If a famous person visited your home tomorrow, you might feel a mixture of surprise, excitement, fear and anxiety. Even with warning, you would be both overjoyed at his or her coming and worried that you and your home wouldn’t be worthy to receive such a guest. How much more will Christ overwhelm us when He comes again? His arrival will elicit joy and relief, but we will also fear his judgment, the judgment of our Creator who knows what is in man, every thought of every person.
That mixture of emotion, St. John Henry Newman says in his sermon “Shrinking from Christ’s Coming,” is natural. In fact, he wonders how we can even desire that Christ come quickly, given that we would be hastening this terrible judgment? But It’s no inconsistency that draws us to pray for the return of our Lord, even knowing what we will face, Newman says, as long as we know Whom we are addressing when we pray.

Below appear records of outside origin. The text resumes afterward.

//! Synthetic supply data shared by the demos and benchmarks, so neither has
//! to hand-roll a toy transit network inline. No file parsing: every table
//! is built in memory, matching `hyperpath::Supply`'s read-only contract.

use std::collections::HashMap;

use hyperpath::in_memory::InMemorySupply;
use hyperpath::path::PathSpecification;
use hyperpath::supply::{
    AccessEgressLink, DemandModeType, StopTimeRecord, TripInfo, ZoneId,
};

pub const ORIGIN_ZONE: ZoneId = 1;
pub const DEST_ZONE: ZoneId = 2;

fn weights(ivt: f64, wait: f64, walk: f64, fare: f64) -> HashMap<String, f64> {
    let mut w = HashMap::new();
    w.insert("in_vehicle_time_min".to_string(), ivt);
    w.insert("wait_time_min".to_string(), wait);
    w.insert("walk_time_min".to_string(), walk);
    w.insert("transfer_penalty".to_string(), 5.0);
    w.insert("fare".to_string(), fare);
    w
}

/// Builds the scenario from the end-to-end test "Outbound, deterministic,
/// no transfers": stops 10 and 11, access A->10 (5 min), a trip 10->11
/// departing 8:00 arriving 8:10, egress 11->B (3 min), queried for an
/// 8:15 preferred arrival.
pub fn build_small_scenario() -> (InMemorySupply, PathSpecification) {
    let mut supply = InMemorySupply::new();

    supply.add_access_egress_link(
        "walk",
        AccessEgressLink { zone: ORIGIN_ZONE, supply_mode: 0, stop: 10, start_time: 0.0, end_time: 1440.0, time: 5.0, dist: 0.4, attributes: HashMap::new() },
    );
    supply.add_access_egress_link(
        "walk",
        AccessEgressLink { zone: DEST_ZONE, supply_mode: 0, stop: 11, start_time: 0.0, end_time: 1440.0, time: 3.0, dist: 0.2, attributes: HashMap::new() },
    );

    supply.add_trip(
        1,
        TripInfo { supply_mode: 1, route: "R1".to_string(), attributes: HashMap::new() },
        vec![
            StopTimeRecord { trip_id: 1, seq: 1, stop_id: 10, arrive_time: 480.0, depart_time: 480.0 },
            StopTimeRecord { trip_id: 1, seq: 2, stop_id: 11, arrive_time: 490.0, depart_time: 490.0 },
        ],
    );

    supply.set_weights("default", DemandModeType::Access, "walk", 0, weights(0.0, 0.0, 2.0, 0.0));
    supply.set_weights("default", DemandModeType::Egress, "walk", 0, weights(0.0, 0.0, 2.0, 0.0));
    supply.set_weights("default", DemandModeType::Transit, "transit", 1, weights(1.0, 1.5, 0.0, 0.0));
    supply.set_weights("default", DemandModeType::Transfer, "transfer", 0, weights(0.0, 0.0, 2.0, 0.0));
    supply.build();

    let spec = PathSpecification {
        iteration: 0,
        pathfinding_iteration: 0,
        outbound: true,
        hyperpath: false,
        orig_taz: ORIGIN_ZONE,
        dest_taz: DEST_ZONE,
        preferred_time: 495.0,
        value_of_time: 12.0,
        access_demand_mode: "walk".to_string(),
        transit_demand_mode: "transit".to_string(),
        egress_demand_mode: "walk".to_string(),
        user_class: "default".to_string(),
        purpose: "work".to_string(),
        trace: false,
        person_id: "p1".to_string(),
        person_trip_id: "p1-1".to_string(),
    };

    (supply, spec)
}

/// A wider synthetic network for benchmarking: `num_stops` stops in a loop,
/// served by `num_trips` instances of the same route, ten minutes apart.
/// Access/egress are available at every stop so a query can always resolve.
pub fn build_benchmark_scenario(num_stops: u32, num_trips: u32) -> (InMemorySupply, PathSpecification) {
    let mut supply = InMemorySupply::new();
    let mut rng = fastrand::Rng::with_seed(42);

    for stop in 0..num_stops {
        supply.add_access_egress_link(
            "walk",
            AccessEgressLink { zone: ORIGIN_ZONE, supply_mode: 0, stop, start_time: 0.0, end_time: 1440.0, time: 2.0 + rng.f64() * 8.0, dist: 0.5, attributes: HashMap::new() },
        );
        supply.add_access_egress_link(
            "walk",
            AccessEgressLink { zone: DEST_ZONE, supply_mode: 0, stop, start_time: 0.0, end_time: 1440.0, time: 2.0 + rng.f64() * 8.0, dist: 0.5, attributes: HashMap::new() },
        );
    }

    for trip in 0..num_trips {
        let offset = trip as f64 * 10.0;
        let mut stop_times = Vec::with_capacity(num_stops as usize);
        for (seq, stop) in (0..num_stops).enumerate() {
            let t = offset + seq as f64 * 3.0;
            stop_times.push(StopTimeRecord { trip_id: trip, seq: seq as i32 + 1, stop_id: stop, arrive_time: t, depart_time: t });
        }
        supply.add_trip(trip, TripInfo { supply_mode: 1, route: format!("R{trip}"), attributes: HashMap::new() }, stop_times);
    }

    supply.set_weights("default", DemandModeType::Access, "walk", 0, weights(0.0, 0.0, 2.0, 0.0));
    supply.set_weights("default", DemandModeType::Egress, "walk", 0, weights(0.0, 0.0, 2.0, 0.0));
    supply.set_weights("default", DemandModeType::Transit, "transit", 1, weights(1.0, 1.5, 0.0, 0.0));
    supply.set_weights("default", DemandModeType::Transfer, "transfer", 0, weights(0.0, 0.0, 2.0, 0.0));
    supply.build();

    let spec = PathSpecification {
        iteration: 0,
        pathfinding_iteration: 0,
        outbound: true,
        hyperpath: true,
        orig_taz: ORIGIN_ZONE,
        dest_taz: DEST_ZONE,
        preferred_time: 500.0,
        value_of_time: 12.0,
        access_demand_mode: "walk".to_string(),
        transit_demand_mode: "transit".to_string(),
        egress_demand_mode: "walk".to_string(),
        user_class: "default".to_string(),
        purpose: "work".to_string(),
        trace: false,
        person_id: "bench".to_string(),
        person_trip_id: "bench-1".to_string(),
    };

    (supply, spec)
}
impl LinkSet {
    fn new(is_trip_set: bool) -> Self {
        Self {
            is_trip_set,
            entries: HashMap::new(),
            cost_order: Vec::new(),
            extremum_time: None,
            extremum_key: None,
            sum_exp_cost: 0.0,
            hyperpath_cost: Cost::INFINITY,
            process_count: 0,
            max_cum_prob_i: 0,
        }
    }

    pub fn is_empty(&self) -> bool {
        self.entries.is_empty()
    }

    pub fn len(&self) -> usize {
        self.entries.len()
    }

    pub fn hyperpath_cost(&self) -> Cost {
        self.hyperpath_cost
    }

    pub fn extremum_time(&self) -> Option<Minutes> {
        self.extremum_time
    }

    pub fn process_count(&self) -> u32 {
        self.process_count
    }

    pub fn increment_process_count(&mut self) {
        self.process_count += 1;
    }

    pub fn max_cum_prob_i(&self) -> i64 {
        self.max_cum_prob_i
    }

    pub fn get(&self, key: &StopStateKey) -> Option<&StopState> {
        self.entries.get(key)
    }

    /// Links in ascending-cost order.
    pub fn iter_cost_order(&self) -> impl Iterator<Item = &StopState> {
        self.cost_order.iter().filter_map(move |(_, key)| self.entries.get(key))
    }

    fn boundary_mode(&self, outbound: bool) -> Option<DeparrMode> {
        if self.is_trip_set {
            None
        } else if outbound {
            Some(DeparrMode::Access)
        } else {
            Some(DeparrMode::Egress)
        }
    }

    fn is_boundary(&self, outbound: bool, mode: DeparrMode) -> bool {
        self.boundary_mode(outbound) == Some(mode)
    }

    fn insert_cost_order(&mut self, cost: Cost, key: StopStateKey) {
        let pos = self.cost_order.partition_point(|(c, _)| *c < cost);
        self.cost_order.insert(pos, (cost, key));
    }

    fn remove_cost_order(&mut self, cost: Cost, key: StopStateKey) {
        let start = self.cost_order.partition_point(|(c, _)| *c < cost);
        if let Some(offset) = self.cost_order[start..].iter().position(|(_, k)| *k == key) {
            self.cost_order.remove(start + offset);
        }
    }

    fn extends_extremum(&self, outbound: bool, time: Minutes) -> bool {
        match self.extremum_time {
            None => true,
            Some(current) => {
                if outbound {
                    time > current
                } else {
                    time < current
                }
            }
        }
    }

    fn outside_window(&self, outbound: bool, time: Minutes, window: Minutes) -> bool {
        let Some(extremum) = self.extremum_time else { return false };
        if outbound {
            time < extremum - window
        } else {
            time > extremum + window
        }
    }

    fn recompute_extremum_by_scan(&mut self, outbound: bool) {
        let mut best: Option<(Minutes, StopStateKey)> = None;
        for (key, ss) in self.entries.iter() {
            let better = match best {
                None => true,
                Some((t, _)) => {
                    if outbound {
                        ss.deparr_time > t
                    } else {
                        ss.deparr_time < t
                    }
                }
            };
            if better {
                best = Some((ss.deparr_time, *key));
            }
        }
        self.extremum_time = best.map(|(t, _)| t);
        self.extremum_key = best.map(|(_, k)| k);
    }

    /// Evicts entries now outside the admission window around the current
    /// extremum and recomputes `sum_exp_cost` from the surviving set.
    fn prune_window(&mut self, outbound: bool, theta: f64, window: Minutes) {
        let Some(extremum) = self.extremum_time else { return };
        let mut to_remove = Vec::new();
        let mut sum_exp = 0.0;
        for (key, ss) in self.entries.iter() {
            let boundary = self.is_boundary(outbound, ss.deparr_mode());
            let keep = boundary
                || if outbound {
                    ss.deparr_time >= extremum - window
                } else {
                    ss.deparr_time <= extremum + window
                };
            if keep {
                sum_exp += (-ss.cost / theta).exp();
            } else {
                to_remove.push((*key, ss.cost));
            }
        }
        for (key, cost) in to_remove {
            self.entries.remove(&key);
            self.remove_cost_order(cost, key);
        }
        self.sum_exp_cost = sum_exp;
    }

    /// Refreshes `probability`/`cum_prob_i` on every stored link in cost
    /// order, skipping links whose integerized probability mass rounds
    /// below `min_probability_mass`. Returns `max_cum_prob_i`.
    fn setup_probabilities_labeling(&mut self, theta: f64, min_probability_mass: f64) -> i64 {
        let hyperpath_cost = self.hyperpath_cost;
        let mut cum = 0i64;
        let keys: Vec<StopStateKey> = self.cost_order.iter().map(|(_, k)| *k).collect();
        for key in keys {
            let Some(ss) = self.entries.get_mut(&key) else { continue };
            if !ss.cost.is_finite() {
                ss.probability = 0.0;
                ss.cum_prob_i = -1;
                continue;
            }
            let probability = (-(ss.cost - hyperpath_cost) / theta).exp();
            ss.probability = probability;
            let prob_i = (PROB_SCALE as f64 * probability).floor() as i64;
            if prob_i < (min_probability_mass * PROB_SCALE as f64).max(1.0) as i64 {
                ss.cum_prob_i = -1;
                continue;
            }
            cum += prob_i;
            ss.cum_prob_i = cum;
        }
        self.max_cum_prob_i = cum;
        cum
    }

    /// `addLink`: admits or rejects `new_ss` into this LinkSet.
    pub fn add_link(&mut self, outbound: bool, hyperpath: bool, params: &PathfinderParams, new_ss: StopState) -> AddLinkOutcome {
        if !hyperpath {
            return self.add_link_deterministic(new_ss);
        }

        if self.is_empty() {
            let key = new_ss.key;
            let cost = new_ss.cost;
            self.extremum_time = Some(new_ss.deparr_time);
            self.extremum_key = Some(key);
            self.sum_exp_cost = (-cost / params.stoch_dispersion).exp();
            self.hyperpath_cost = cost;
            self.entries.insert(key, new_ss);
            self.insert_cost_order(cost, key);
            self.setup_probabilities_labeling(params.stoch_dispersion, params.min_probability_mass);
            return AddLinkOutcome::accepted(true);
        }

        let boundary = self.is_boundary(outbound, new_ss.deparr_mode());
        if !boundary && self.outside_window(outbound, new_ss.deparr_time, params.time_window) {
            return AddLinkOutcome::rejected();
        }

        let key = new_ss.key;
        let new_cost = new_ss.cost;
        let mut removed_extremum = false;

        match self.entries.get(&key) {
            None => {
                self.sum_exp_cost += (-new_cost / params.stoch_dispersion).exp();
                self.insert_cost_order(new_cost, key);
                self.entries.insert(key, new_ss);
            }
            Some(existing) => {
                if !(new_cost < existing.cost) {
                    return AddLinkOutcome::rejected();
                }
                let old_cost = existing.cost;
                removed_extremum = self.extremum_key == Some(key);
                self.sum_exp_cost -= (-old_cost / params.stoch_dispersion).exp();
                self.remove_cost_order(old_cost, key);
                self.sum_exp_cost += (-new_cost / params.stoch_dispersion).exp();
                self.insert_cost_order(new_cost, key);
                self.entries.insert(key, new_ss);
            }
        }

        let mut extremum_moved = false;
        if removed_extremum {
            self.recompute_extremum_by_scan(outbound);
            self.prune_window(outbound, params.stoch_dispersion, params.time_window);
            extremum_moved = true;
        } else {
            let time = self.entries[&key].deparr_time;
            if self.extends_extremum(outbound, time) {
                self.extremum_time = Some(time);
                self.extremum_key = Some(key);
                self.prune_window(outbound, params.stoch_dispersion, params.time_window);
                extremum_moved = true;
            }
        }

        let old_hyperpath_cost = self.hyperpath_cost;
        self.hyperpath_cost = -params.stoch_dispersion * self.sum_exp_cost.ln();
        let cost_moved = (self.hyperpath_cost - old_hyperpath_cost).abs() > HYPERPATH_COST_TOLERANCE;

        self.setup_probabilities_labeling(params.stoch_dispersion, params.min_probability_mass);

        AddLinkOutcome::accepted(extremum_moved || cost_moved)
    }

    fn add_link_deterministic(&mut self, new_ss: StopState) -> AddLinkOutcome {
        let current_min = self.cost_order.first().map(|(c, _)| *c);
        let better = match current_min {
            None => true,
            Some(min_cost) => new_ss.cost < min_cost,
        };
        if !better {
            return AddLinkOutcome::rejected();
        }
        self.entries.clear();
        self.cost_order.clear();
        self.hyperpath_cost = new_ss.cost;
        self.extremum_time = Some(new_ss.deparr_time);
        self.extremum_key = Some(new_ss.key);
        let key = new_ss.key;
        let cost = new_ss.cost;
        self.entries.insert(key, new_ss);
        self.cost_order.push((cost, key));
        AddLinkOutcome::accepted(true)
    }

    /// From the non-trip LinkSet in cost order, the first link whose
    /// `deparr_time` is compatible with `arrdep_time`; falls back to the
    /// globally cheapest link if none match.
    pub fn best_guess_link(&self, arrdep_time: Minutes, outbound: bool) -> Option<&StopState> {
        for (_, key) in &self.cost_order {
            let ss = &self.entries[key];
            let compatible = if outbound { ss.deparr_time >= arrdep_time } else { ss.deparr_time <= arrdep_time };
            if compatible {
                return Some(ss);
            }
        }
        self.cost_order.first().map(|(_, key)| &self.entries[key])
    }

    /// An owned, cost-ordered snapshot of `(deparr_time, mode, trip_id)` for
    /// every live link. Lets a caller replicate [`LinkSet::best_guess_link`]
    /// after releasing the borrow on this `LinkSet` — trip relaxation needs
    /// the board stop's best guess while it still holds a mutable borrow of
    /// the surrounding stop map for the downstream stop it's growing.
    pub fn snapshot_cost_order(&self) -> Vec<(Minutes, DeparrMode, crate::supply::SupplyModeId)> {
        self.cost_order
            .iter()
            .map(|(_, key)| {
                let ss = &self.entries[key];
                (ss.deparr_time, ss.deparr_mode(), ss.trip_id())
            })
            .collect()
    }

    /// Enumeration-mode probability setup: filters out infinite-cost,
    /// time-order-violating, and same-trip-repeat candidates relative to
    /// `path_so_far`'s last link, then builds a cumulative distribution over
    /// `cost_fn`-adjusted costs (fare adjustment happens in `cost_fn`).
    pub fn setup_probabilities_enumeration(
        &self,
        outbound: bool,
        path_so_far: &Path,
        mut cost_fn: impl FnMut(&StopState) -> Cost,
    ) -> (Vec<EnumerationCandidate>, i64) {
        let last = path_so_far.last_link();
        let mut survivors: Vec<(StopStateKey, Cost)> = Vec::new();
        for (_, key) in &self.cost_order {
            let ss = &self.entries[key];
            if !ss.cost.is_finite() {
                continue;
            }
            if let Some(last) = last {
                let violates_order = if outbound {
                    ss.deparr_time < last.arrdep_time
                } else {
                    ss.deparr_time > last.arrdep_time
                };
                if violates_order {
                    continue;
                }
                if ss.is_trip() && last.is_trip() && ss.trip_id() == last.trip_id() {
                    continue;
                }
            }
            survivors.push((*key, cost_fn(ss)));
        }

        if survivors.len() == 1 {
            return (
                vec![EnumerationCandidate { key: survivors[0].0, adjusted_cost: survivors[0].1, cum_prob_i: 1 }],
                1,
            );
        }

        let sum_exp: f64 = survivors.iter().map(|(_, c)| (-c).exp()).sum();
        if sum_exp <= 0.0 || !sum_exp.is_finite() {
            return (Vec::new(), 0);
        }
        let mut cum = 0i64;
        let mut out = Vec::with_capacity(survivors.len());
        for (key, cost) in survivors {
            let probability = (-cost).exp() / sum_exp;
            let prob_i = (PROB_SCALE as f64 * probability).floor().max(0.0) as i64;
            cum += prob_i;
            out.push(EnumerationCandidate { key, adjusted_cost: cost, cum_prob_i: cum });
        }
        (out, cum)
    }
}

In the Lord’s Prayer, we are enjoined to pray to our Father for Christ’s coming (“Thy Kingdom Come”). That command does not come from man, but from Jesus Himself: “though we could not at all reconcile our feelings about ourselves with the command given us, still it is our duty to obey the latter on faith.” And that faith is directed toward God, Who alone we can trust with abandonment. But we so often forget what God has done for us, our faith faltering, as happened to the ancient Israelites. That’s why their leaders insisted that each generation pass on the stories of God’s miraculous interventions, so that no generation would forget God and his unfailing mercy. Today, we inherit the entire story of salvation history and its culmination in the Cross. What Christ demonstrated in His total sacrifice on the Cross must shatter every doubt. No more should we doubt whether we can trust God to take care of us. We can repeat confidently with Job, “though he slay me, yet will I trust in Him.”
The story of salvation that we know so well should uphold our faith in the one attribute of God we most rely on during His judgment: mercy. Again and again our forefathers in faith forgot or failed to follow God’s plan for their salvation, and again and again God forgave, filled and fortified them with his grace. Are we any different? Do we not fail our Lord daily, often straying from his commands, seeking him half-heartedly while He seeks us with a burning intensity emanating from His Sacred Heart?
King David, a man after God’s own heart, well understood the mercy of God. He committed some of the gravest sins man can commit, yet he turned toward his Lord Whom he sinned against, not away. In II Samuel we read of David’s disobedience toward God and David’s coming punishment. In this case, God gave David a choice among three punishments. Of the options, David chose a plague from God, rather than the penalty of having enemies pursue him. Why? David says, “I am in great distress; let us fall into the hand of the Lord, for his mercy is great; but let me not fall into the hand of man.”
We face the same choice. We have sinned against God, yet God is the only One who can spare us, who understands us and has mercy on us. Newman puts it this way: “I place myself under His pure and piercing eyes, which look me through and through, and discern every trace and every motion of evil within me. Why do I do so? First of all, for this reason. To whom should I go? What can I do better? Who is there in the whole world that can help me? Who that will care for me, or pity me, or have any kind thought of me, if I cannot obtain it of Him? I know He is of purer eyes than to behold iniquity; but I know again that He is All-merciful, and that He so sincerely desires my salvation that He has died for me. Therefore, though I am in a great strait, I will rather fall into His hands, than into those of any creature.”
Do we shrink back at the thought of Christ’s coming? If we take a good look at ourselves, we should do so. Yet we beg Him to approach us quickly, for He is our salvation. Remember that no saint has anything to boast of before God. Rather, his or her sanctity consists in having nothing, being nothing, relying so fundamentally on Christ as to be known as “little Christs.” We too can do that, each and every one of us. Nothing can hold us back from being that small except ourselves. Each day, let’s pray “Maranatha” with the confidence of little children—what Christ Himself said we must be to enter His kingdom—and ready ourselves to receive our Merciful Guest.